Metal Bounty Hunter: Volume 3





Glass Shrine – Impurities (2015) / 79%

A fragile shrine to worship
A one man band from the United States, this new project is like a breath of fresh air on black metal, the 3 songs, 8 minutes demo is fast, melodic and almost happy metal. The vocals are super great, there's even a clean break on the first track “Pyrrhic Bliss” and it was a pretty sweet moment, it had this martial atmosphere and it felt surprisingly epic.
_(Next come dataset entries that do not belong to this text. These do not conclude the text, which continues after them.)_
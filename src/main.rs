//! ytdata CLI entry point.

use anyhow::Result;
use clap::Parser;
use tracing_subscriber::{layer::SubscriberExt, util::SubscriberInitExt, EnvFilter};
use ytdata::cli::{commands, log_level, Cli, Commands};
use ytdata::config::Settings;

#[tokio::main]
async fn main() -> Result<()> {
    let cli = Cli::parse();

    let config_path = match &cli.config {
        Some(path) => Settings::expand_path(path),
        None => Settings::default_config_path(),
    };

    // Logging starts before the settings load so the load itself is logged;
    // stdout carries JSON-RPC, so logs go to stderr
    let level = log_level(cli.verbose, &config_path);

    tracing_subscriber::registry()
        .with(EnvFilter::new(
            std::env::var("RUST_LOG").unwrap_or_else(|_| format!("ytdata={}", level)),
        ))
        .with(
            tracing_subscriber::fmt::layer()
                .with_target(false)
                .with_writer(std::io::stderr),
        )
        .init();

    // Load configuration
    let settings = Settings::load_from(Some(&config_path))?;

    // Execute command
    match cli.command.unwrap_or(Commands::Mcp) {
        Commands::Mcp => {
            commands::run_mcp(settings).await?;
        }

        Commands::Serve { host, port } => {
            commands::run_serve(host, port, settings).await?;
        }

        Commands::Tools => {
            commands::run_tools()?;
        }

        Commands::Call { tool, args, json } => {
            commands::run_call(&tool, &args, json.as_deref(), settings).await?;
        }

        Commands::Doctor => {
            commands::run_doctor(&settings, &config_path).await?;
        }

        Commands::Config { action } => {
            commands::run_config(&action, settings, config_path)?;
        }
    }

    Ok(())
}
The brief tracks are a mix of punk influenced black metal (not as much as bands like Raspberry Bulbs, of course), the more experimental side of Krallice but in a low-key, subtle manner and some more conservative, raw black metal. It's a demo so it doesn't have a Nuclear Blast production and thank god for that, it's a mix of self-assumed lo-fi ness but it's still pretty clean all things considered. The guitars are crisp and the vocals are not too buried, the drums could had been a bit heavier though. I've been doing my best to spread the word about this interesting new project, I know he's working on a full length album and he'll have a bigger internet presence once it's done but in the meantime, check out this demo!
Listen to the demo here:





Black Sword Thunder Attack – Promo 2015 / 84%


Six Minutes of Pure Epicness
Greece really likes epic metal, Manilla Road are gods over there (as they should be everywhere else) and this is no exception. This short demo is composed of two songs from a planned full length (on the ice since some members moved, from what I heard) and it's simply excellent. The biggest inspiration is surely Lordian Guard, the vocals (apparently by a man) are cleans, womanly chant and they sing those very catchy lines. The guitars are almost in constant lead mode for the duration of these two three minutes tracks and it's tasty as hell. Their epic heavy metal is both atmospheric and engaging. I'm in love with these kind of explosive riffs, it's timeless and perfect for the genre. Recommended for all the fanatics of the olde metal with a theatrical twist.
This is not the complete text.